Using the records below, report how many lines hold "struct", with no extra text.

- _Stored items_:
▶
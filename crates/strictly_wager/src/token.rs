//! Token capability used for stake custody and payouts.
//!
//! The engine never owns balances itself. It asks a [`TokenLedger`] to move
//! funds and only commits its own state once the ledger has accepted the
//! whole batch.

use crate::types::{Amount, Currency, Principal};
use derive_getters::Getters;
use serde::{Deserialize, Serialize};
use std::collections::HashMap;
use tracing::{debug, info, instrument, warn};

/// One leg of a batch transfer.
#[derive(Debug, Clone, PartialEq, Eq, Serialize, Deserialize, Getters, derive_new::new)]
pub struct Transfer {
    /// Recipient.
    to: Principal,
    /// Amount in base units.
    amount: Amount,
}

/// Failure reported by a token capability.
#[derive(Debug, Clone, PartialEq, Eq, derive_more::Display, derive_more::Error)]
pub enum TokenError {
    /// Sender cannot cover the batch.
    #[display("{} has {} but needs {}", owner, available, needed)]
    InsufficientBalance {
        /// Account being debited.
        owner: Principal,
        /// Total the batch needs.
        needed: Amount,
        /// Current balance.
        available: Amount,
    },
    /// Amount arithmetic overflowed.
    #[display("Token amount overflow")]
    Overflow,
    /// The ledger refused for its own reasons.
    #[display("Transfer rejected: {}", reason)]
    Rejected {
        /// Reason given by the ledger.
        reason: String,
    },
}

/// Fungible token interface (mint/transfer/balance of the external ledger).
pub trait TokenLedger: std::fmt::Debug + Send {
    /// Ticker of the token.
    fn symbol(&self) -> &str;

    /// Current balance of `owner`.
    fn balance_of(&self, owner: &Principal) -> Amount;

    /// Moves every leg out of `from`.
    ///
    /// Implementations apply either all legs or none of them.
    fn transfer(&mut self, from: &Principal, legs: &[Transfer]) -> Result<(), TokenError>;
}

/// Sum of a batch, or `None` on overflow.
pub fn batch_total(legs: &[Transfer]) -> Option<Amount> {
    legs.iter()
        .try_fold(0 as Amount, |acc, leg| acc.checked_add(leg.amount))
}

/// In-process ledger holding balances in a map.
#[derive(Debug, Clone, Default)]
pub struct InMemoryLedger {
    symbol: String,
    balances: HashMap<Principal, Amount>,
}

impl InMemoryLedger {
    /// Creates an empty ledger for the given ticker.
    #[instrument(skip(symbol), fields(symbol = %symbol.as_ref()))]
    pub fn new(symbol: impl AsRef<str>) -> Self {
        Self {
            symbol: symbol.as_ref().to_string(),
            balances: HashMap::new(),
        }
    }

    /// Credits `amount` out of thin air (the test faucet).
    #[instrument(skip(self), fields(symbol = %self.symbol))]
    pub fn mint(&mut self, to: &Principal, amount: Amount) -> Result<Amount, TokenError> {
        let balance = self.balances.entry(to.clone()).or_default();
        *balance = balance.checked_add(amount).ok_or(TokenError::Overflow)?;
        info!(to = %to, amount, balance = *balance, "Minted tokens");
        Ok(*balance)
    }
}

impl TokenLedger for InMemoryLedger {
    fn symbol(&self) -> &str {
        &self.symbol
    }

    fn balance_of(&self, owner: &Principal) -> Amount {
        self.balances.get(owner).copied().unwrap_or(0)
    }

    #[instrument(skip(self, legs), fields(symbol = %self.symbol, legs = legs.len()))]
    fn transfer(&mut self, from: &Principal, legs: &[Transfer]) -> Result<(), TokenError> {
        let needed = batch_total(legs).ok_or(TokenError::Overflow)?;
        let available = self.balance_of(from);
        if available < needed {
            warn!(from = %from, needed, available, "Insufficient balance");
            return Err(TokenError::InsufficientBalance {
                owner: from.clone(),
                needed,
                available,
            });
        }

        // Validate every credit before touching any balance.
        for leg in legs {
            if leg.to != *from {
                self.balance_of(&leg.to)
                    .checked_add(leg.amount)
                    .ok_or(TokenError::Overflow)?;
            }
        }

        self.balances.insert(from.clone(), available - needed);
        for leg in legs {
            let balance = self.balances.entry(leg.to.clone()).or_default();
            *balance = balance.saturating_add(leg.amount);
            debug!(to = %leg.to, amount = leg.amount, "Credited");
        }
        Ok(())
    }
}

/// The two token capabilities, selected by [`Currency`].
#[derive(Debug, Clone)]
pub struct Treasury<L> {
    native: L,
    wrapped: L,
}

impl<L: TokenLedger> Treasury<L> {
    /// Creates a treasury from the native and wrapped ledgers.
    pub fn new(native: L, wrapped: L) -> Self {
        Self { native, wrapped }
    }

    /// Ledger for the currency.
    pub fn ledger(&self, currency: Currency) -> &L {
        match currency {
            Currency::Native => &self.native,
            Currency::Wrapped => &self.wrapped,
        }
    }

    /// Mutable ledger for the currency.
    pub fn ledger_mut(&mut self, currency: Currency) -> &mut L {
        match currency {
            Currency::Native => &mut self.native,
            Currency::Wrapped => &mut self.wrapped,
        }
    }
}

impl Treasury<InMemoryLedger> {
    /// Empty in-memory ledgers for both currencies.
    pub fn in_memory() -> Self {
        Self::new(InMemoryLedger::new("STX"), InMemoryLedger::new("sBTC"))
    }
}

#[cfg(test)]
mod tests {
    use super::*;

    fn alice() -> Principal {
        Principal::new("alice")
    }

    fn bob() -> Principal {
        Principal::new("bob")
    }

    #[test]
    fn test_transfer_moves_funds() {
        let mut ledger = InMemoryLedger::new("STX");
        ledger.mint(&alice(), 100).unwrap();
        ledger
            .transfer(&alice(), &[Transfer::new(bob(), 40)])
            .unwrap();
        assert_eq!(ledger.balance_of(&alice()), 60);
        assert_eq!(ledger.balance_of(&bob()), 40);
    }

    #[test]
    fn test_batch_is_all_or_nothing() {
        let mut ledger = InMemoryLedger::new("STX");
        ledger.mint(&alice(), 100).unwrap();
        let carol = Principal::new("carol");
        let result = ledger.transfer(
            &alice(),
            &[Transfer::new(bob(), 60), Transfer::new(carol.clone(), 60)],
        );
        assert!(matches!(
            result,
            Err(TokenError::InsufficientBalance { needed: 120, available: 100, .. })
        ));
        assert_eq!(ledger.balance_of(&alice()), 100);
        assert_eq!(ledger.balance_of(&bob()), 0);
        assert_eq!(ledger.balance_of(&carol), 0);
    }

    #[test]
    fn test_transfer_conserves_supply() {
        let mut ledger = InMemoryLedger::new("sBTC");
        ledger.mint(&alice(), 1_000).unwrap();
        ledger.mint(&bob(), 500).unwrap();
        ledger
            .transfer(&alice(), &[Transfer::new(bob(), 250), Transfer::new(alice(), 10)])
            .unwrap();
        assert_eq!(ledger.balance_of(&alice()) + ledger.balance_of(&bob()), 1_500);
        assert_eq!(ledger.balance_of(&alice()), 750);
    }

    #[test]
    fn test_treasury_selects_by_currency() {
        let mut treasury = Treasury::in_memory();
        treasury
            .ledger_mut(Currency::Wrapped)
            .mint(&alice(), 7)
            .unwrap();
        assert_eq!(treasury.ledger(Currency::Wrapped).balance_of(&alice()), 7);
        assert_eq!(treasury.ledger(Currency::Native).balance_of(&alice()), 0);
        assert_eq!(treasury.ledger(Currency::Native).symbol(), "STX");
    }
}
◀
- _RESULT OF THIS TASK_: 3